_Exercise material_:
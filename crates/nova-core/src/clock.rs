//! Master clock configuration.

/// Master clock configuration for the machine.
///
/// The CPU crystal drives all timing. Peripherals derive their progress from
/// the cycle counts handed to `advance_cycles`, and logical frames are
/// derived from the cpu-cycles-per-frame ratio with an exact remainder.
#[derive(Debug, Clone, Copy)]
pub struct ClockConfig {
    /// CPU frequency in cycles per second.
    pub cpu_hz: u64,
    /// Logical frame rate in Hz.
    pub frame_rate_hz: u64,
    /// When set, the scheduler runs unpaced fixed-size slices.
    pub turbo: bool,
    /// When set, the scheduler emits a telemetry line once per wall second.
    pub timing_log: bool,
}

impl ClockConfig {
    #[must_use]
    pub const fn new(cpu_hz: u64) -> Self {
        Self {
            cpu_hz,
            frame_rate_hz: 60,
            turbo: false,
            timing_log: false,
        }
    }

    /// Whole CPU cycles per logical frame (integer division).
    #[must_use]
    pub const fn cycles_per_frame(&self) -> u64 {
        self.cpu_hz / self.frame_rate_hz
    }
}

impl Default for ClockConfig {
    fn default() -> Self {
        Self::new(12_000_000)
    }
}
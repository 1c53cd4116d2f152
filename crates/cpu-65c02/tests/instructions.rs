//! Unit tests for 65C02 instruction behaviour and cycle accounting.

use cpu_65c02::{Cpu65C02, CpuError, status_flags as flags};
use nova_core::{Bus, SimpleBus};

/// Load a program at $0200 and point PC there.
fn setup(program: &[u8]) -> (Cpu65C02, SimpleBus) {
    let mut bus = SimpleBus::new();
    bus.load(0x0200, program);
    let mut cpu = Cpu65C02::new();
    cpu.boot(&mut bus, Some(0x0200));
    (cpu, bus)
}

/// Execute `count` instructions, returning total cycles.
fn run(cpu: &mut Cpu65C02, bus: &mut SimpleBus, count: usize) -> u64 {
    let mut total = 0u64;
    for _ in 0..count {
        let predicted = cpu.clocks_for_next(bus);
        let actual = cpu.execute_next(bus).expect("execute");
        assert_eq!(predicted, actual, "prediction must match execution");
        total += u64::from(actual);
    }
    total
}

#[test]
fn lda_sets_nz_flags() {
    let (mut cpu, mut bus) = setup(&[0xA9, 0x00, 0xA9, 0x80]);
    run(&mut cpu, &mut bus, 1);
    assert!(cpu.regs.p.is_set(flags::Z));
    run(&mut cpu, &mut bus, 1);
    assert!(cpu.regs.p.is_set(flags::N));
    assert_eq!(cpu.regs.a, 0x80);
}

#[test]
fn stack_pha_pla_round_trip() {
    // LDA #$42; LDX #$FF; TXS; PHA; LDA #$00; PLA
    let (mut cpu, mut bus) = setup(&[0xA9, 0x42, 0xA2, 0xFF, 0x9A, 0x48, 0xA9, 0x00, 0x68]);
    run(&mut cpu, &mut bus, 6);
    assert_eq!(cpu.regs.a, 0x42, "PLA should restore A");
    assert_eq!(cpu.regs.s, 0xFF, "SP should be back after PLA");
}

#[test]
fn phx_ply_transfer_via_stack() {
    // LDX #$7E; PHX; PLY
    let (mut cpu, mut bus) = setup(&[0xA2, 0x7E, 0xDA, 0x7A]);
    run(&mut cpu, &mut bus, 3);
    assert_eq!(cpu.regs.y, 0x7E);
}

#[test]
fn adc_binary_carry_and_overflow() {
    // CLC; LDA #$50; ADC #$50 -> $A0, V set, C clear
    let (mut cpu, mut bus) = setup(&[0x18, 0xA9, 0x50, 0x69, 0x50]);
    run(&mut cpu, &mut bus, 3);
    assert_eq!(cpu.regs.a, 0xA0);
    assert!(cpu.regs.p.is_set(flags::V));
    assert!(!cpu.regs.p.is_set(flags::C));
    assert!(cpu.regs.p.is_set(flags::N));
}

#[test]
fn sbc_sets_borrow() {
    // SEC; LDA #$10; SBC #$20 -> $F0, C clear (borrow)
    let (mut cpu, mut bus) = setup(&[0x38, 0xA9, 0x10, 0xE9, 0x20]);
    run(&mut cpu, &mut bus, 3);
    assert_eq!(cpu.regs.a, 0xF0);
    assert!(!cpu.regs.p.is_set(flags::C));
}

#[test]
fn decimal_adc_wraps_at_hundred() {
    // SED; SEC; LDA #$58; ADC #$46 -> 58 + 46 + 1 = 105 -> $05, carry set
    let (mut cpu, mut bus) = setup(&[0xF8, 0x38, 0xA9, 0x58, 0x69, 0x46]);
    run(&mut cpu, &mut bus, 4);
    assert_eq!(cpu.regs.a, 0x05);
    assert!(cpu.regs.p.is_set(flags::C));
}

#[test]
fn decimal_sbc_borrows() {
    // SED; SEC; LDA #$12; SBC #$34 -> 100 + 12 - 34 = 78, borrow
    let (mut cpu, mut bus) = setup(&[0xF8, 0x38, 0xA9, 0x12, 0xE9, 0x34]);
    run(&mut cpu, &mut bus, 4);
    assert_eq!(cpu.regs.a, 0x78);
    assert!(!cpu.regs.p.is_set(flags::C));
}

#[test]
fn invalid_bcd_operand_faults() {
    // SED; LDA #$1A; ADC #$01 — $1A is not valid BCD
    let (mut cpu, mut bus) = setup(&[0xF8, 0xA9, 0x1A, 0x69, 0x01]);
    run(&mut cpu, &mut bus, 2);
    let result = cpu.execute_next(&mut bus);
    assert!(matches!(result, Err(CpuError::InvalidBcd { value: 0x1A, .. })));
}

#[test]
fn branch_cycle_costs() {
    let (mut cpu, mut bus) = setup(&[
        0xA9, 0x01, // LDA #1 (Z clear)
        0xF0, 0x10, // BEQ — not taken: 2 cycles
        0xD0, 0x00, // BNE — taken, same page: 3 cycles
    ]);
    run(&mut cpu, &mut bus, 1);
    let beq = cpu.execute_next(&mut bus).expect("beq");
    assert_eq!(beq, 2);
    let bne = cpu.execute_next(&mut bus).expect("bne");
    assert_eq!(bne, 3);
}

#[test]
fn branch_page_cross_costs_four() {
    // Place a taken branch so its target crosses a page boundary
    let mut bus = SimpleBus::new();
    bus.load(0x02F0, &[0xA9, 0x00, 0xF0, 0x20]); // LDA #0; BEQ +$20
    let mut cpu = Cpu65C02::new();
    cpu.boot(&mut bus, Some(0x02F0));
    run(&mut cpu, &mut bus, 1);
    let cycles = cpu.execute_next(&mut bus).expect("beq");
    assert_eq!(cycles, 4, "taken branch across a page costs 4");
    assert_eq!(cpu.regs.pc, 0x0314);
}

#[test]
fn indexed_read_page_cross_penalty() {
    // LDA $20FF,X with X=1 crosses into $2100: 5 cycles
    let (mut cpu, mut bus) = setup(&[0xA2, 0x01, 0xBD, 0xFF, 0x20]);
    bus.write(0x2100, 0x77);
    run(&mut cpu, &mut bus, 1);
    let cycles = cpu.execute_next(&mut bus).expect("lda abs,x");
    assert_eq!(cycles, 5);
    assert_eq!(cpu.regs.a, 0x77);
}

#[test]
fn indexed_read_same_page_is_four() {
    let (mut cpu, mut bus) = setup(&[0xA2, 0x01, 0xBD, 0x00, 0x20]);
    bus.write(0x2001, 0x66);
    run(&mut cpu, &mut bus, 1);
    let cycles = cpu.execute_next(&mut bus).expect("lda abs,x");
    assert_eq!(cycles, 4);
    assert_eq!(cpu.regs.a, 0x66);
}

#[test]
fn rmw_inc_abs() {
    let (mut cpu, mut bus) = setup(&[0xEE, 0x00, 0x30]);
    bus.write(0x3000, 0x7F);
    run(&mut cpu, &mut bus, 1);
    assert_eq!(bus.peek(0x3000), 0x80);
}

#[test]
fn jsr_rts_round_trip() {
    // JSR $0300; (at $0300: LDA #$55; RTS)
    let (mut cpu, mut bus) = setup(&[0x20, 0x00, 0x03, 0xA9, 0x01]);
    bus.load(0x0300, &[0xA9, 0x55, 0x60]);
    run(&mut cpu, &mut bus, 3); // JSR, LDA, RTS
    assert_eq!(cpu.regs.a, 0x55);
    assert_eq!(cpu.regs.pc, 0x0203, "RTS returns past the JSR");
}

#[test]
fn brk_vectors_and_sets_i() {
    let (mut cpu, mut bus) = setup(&[0x58, 0x00]);
    bus.write(0xFFFE, 0x00);
    bus.write(0xFFFF, 0x80);
    run(&mut cpu, &mut bus, 2);
    assert_eq!(cpu.regs.pc, 0x8000);
    assert!(cpu.regs.p.is_set(flags::I));
}

#[test]
fn irq_waits_for_i_clear() {
    // SEI; NOP; NOP — IRQ raised but masked
    let (mut cpu, mut bus) = setup(&[0x78, 0xEA, 0xEA, 0xEA]);
    bus.write(0xFFFE, 0x00);
    bus.write(0xFFFF, 0x90);
    run(&mut cpu, &mut bus, 1);
    cpu.irq_waiting = true;
    run(&mut cpu, &mut bus, 2);
    assert_ne!(cpu.regs.pc, 0x9000, "masked IRQ not taken");

    // CLI via direct flag manipulation, then the IRQ lands
    cpu.regs.p.clear(flags::I);
    let cycles = cpu.execute_next(&mut bus).expect("irq service");
    assert_eq!(cycles, 7);
    assert_eq!(cpu.regs.pc, 0x9000);
    assert!(cpu.regs.p.is_set(flags::I));
}

#[test]
fn rti_restores_flow() {
    // IRQ handler at $9000: RTI. Main: CLI; NOP ...
    let (mut cpu, mut bus) = setup(&[0x58, 0xEA, 0xEA]);
    bus.write(0xFFFE, 0x00);
    bus.write(0xFFFF, 0x90);
    bus.load(0x9000, &[0x40]);
    run(&mut cpu, &mut bus, 1); // CLI
    cpu.irq_waiting = true;
    run(&mut cpu, &mut bus, 1); // IRQ entry
    assert_eq!(cpu.regs.pc, 0x9000);
    run(&mut cpu, &mut bus, 1); // RTI
    assert_eq!(cpu.regs.pc, 0x0201, "back at the interrupted instruction");
}

#[test]
fn stz_clears_memory() {
    let (mut cpu, mut bus) = setup(&[0x9C, 0x00, 0x40]);
    bus.write(0x4000, 0xFF);
    run(&mut cpu, &mut bus, 1);
    assert_eq!(bus.peek(0x4000), 0x00);
}

#[test]
fn bra_always_branches() {
    let (mut cpu, mut bus) = setup(&[0x80, 0x04]);
    let cycles = cpu.execute_next(&mut bus).expect("bra");
    assert_eq!(cycles, 3);
    assert_eq!(cpu.regs.pc, 0x0206);
}

#[test]
fn trb_tsb_update_memory_and_z() {
    // LDA #$0F; TSB $10; TRB $10
    let (mut cpu, mut bus) = setup(&[0xA9, 0x0F, 0x04, 0x10, 0x14, 0x10]);
    bus.write(0x0010, 0xF0);
    run(&mut cpu, &mut bus, 2);
    assert_eq!(bus.peek(0x0010), 0xFF, "TSB sets bits");
    assert!(cpu.regs.p.is_set(flags::Z), "A & old == 0");
    run(&mut cpu, &mut bus, 1);
    assert_eq!(bus.peek(0x0010), 0xF0, "TRB clears bits");
    assert!(!cpu.regs.p.is_set(flags::Z));
}

#[test]
fn indirect_zp_addressing() {
    // LDA ($10) with ($10) -> $1234
    let (mut cpu, mut bus) = setup(&[0xB2, 0x10]);
    bus.write(0x0010, 0x34);
    bus.write(0x0011, 0x12);
    bus.write(0x1234, 0xC3);
    run(&mut cpu, &mut bus, 1);
    assert_eq!(cpu.regs.a, 0xC3);
}

#[test]
fn smb_rmb_twiddle_zero_page_bits() {
    // SMB3 $20; RMB0 $20
    let (mut cpu, mut bus) = setup(&[0xB7, 0x20, 0x07, 0x20]);
    bus.write(0x0020, 0x01);
    run(&mut cpu, &mut bus, 1);
    assert_eq!(bus.peek(0x0020), 0x09, "SMB3 sets bit 3");
    run(&mut cpu, &mut bus, 1);
    assert_eq!(bus.peek(0x0020), 0x08, "RMB0 clears bit 0");
}

#[test]
fn bbs_branches_on_set_bit() {
    // BBS0 $20, +2 — bit set, so skip the LDA #1
    let (mut cpu, mut bus) = setup(&[0x8F, 0x20, 0x02, 0xA9, 0x01, 0xA9, 0x02]);
    bus.write(0x0020, 0x01);
    run(&mut cpu, &mut bus, 2);
    assert_eq!(cpu.regs.a, 0x02);
}

#[test]
fn jmp_indirect_reads_across_page() {
    // 65C02 fixes the NMOS page-wrap bug
    let (mut cpu, mut bus) = setup(&[0x6C, 0xFF, 0x30]);
    bus.write(0x30FF, 0x00);
    bus.write(0x3100, 0x50);
    run(&mut cpu, &mut bus, 1);
    assert_eq!(cpu.regs.pc, 0x5000);
}

#[test]
fn wai_holds_until_irq() {
    let (mut cpu, mut bus) = setup(&[0x78, 0xCB, 0xA9, 0x99]); // SEI; WAI; LDA #$99
    run(&mut cpu, &mut bus, 2);
    assert!(cpu.is_waiting());
    let idle = cpu.execute_next(&mut bus).expect("idle");
    assert_eq!(idle, 1);
    assert!(cpu.is_waiting());

    // IRQ with I set: resume without servicing
    cpu.irq_waiting = true;
    run(&mut cpu, &mut bus, 1);
    assert!(!cpu.is_waiting());
    assert_eq!(cpu.regs.a, 0x99);
}

#[test]
fn stp_stops_the_core() {
    let (mut cpu, mut bus) = setup(&[0xDB, 0xA9, 0x01]);
    run(&mut cpu, &mut bus, 1);
    assert!(cpu.is_stopped());
    let cycles = cpu.execute_next(&mut bus).expect("stopped");
    assert_eq!(cycles, 1);
    assert_eq!(cpu.regs.a, 0, "no further execution");
}

#[test]
fn undefined_opcodes_are_nops() {
    // $03 (1-byte NOP), $44 (2-byte NOP), $5C (3-byte NOP)
    let (mut cpu, mut bus) = setup(&[0x03, 0x44, 0x00, 0x5C, 0x00, 0x00, 0xA9, 0x33]);
    run(&mut cpu, &mut bus, 4);
    assert_eq!(cpu.regs.a, 0x33, "decode never faults, lengths line up");
}

#[test]
fn boot_reads_reset_vector_when_no_entry() {
    let mut bus = SimpleBus::new();
    bus.write(0xFFFC, 0x34);
    bus.write(0xFFFD, 0x12);
    let mut cpu = Cpu65C02::new();
    cpu.boot(&mut bus, None);
    assert_eq!(cpu.regs.pc, 0x1234);
}

#[test]
fn prediction_matches_execution_across_a_mixed_program() {
    let program = [
        0xA2, 0x05, // LDX #5
        0xA9, 0x00, // LDA #0
        0x18, // CLC
        0x69, 0x03, // ADC #3
        0xCA, // DEX
        0xD0, 0xFA, // BNE -6
        0x8D, 0x00, 0x60, // STA $6000
        0xDB, // STP
    ];
    let (mut cpu, mut bus) = setup(&program);
    for _ in 0..40 {
        if cpu.is_stopped() {
            break;
        }
        let predicted = cpu.clocks_for_next(&mut bus);
        let actual = cpu.execute_next(&mut bus).expect("execute");
        assert_eq!(predicted, actual);
    }
    assert_eq!(bus.peek(0x6000), 15, "5 iterations of ADC #3");
}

_Required work_: From the records, copy out each line that includes the string "scheduler".

_Response below_:
    /// When set, the scheduler runs unpaced fixed-size slices.
    /// When set, the scheduler emits a telemetry line once per wall second.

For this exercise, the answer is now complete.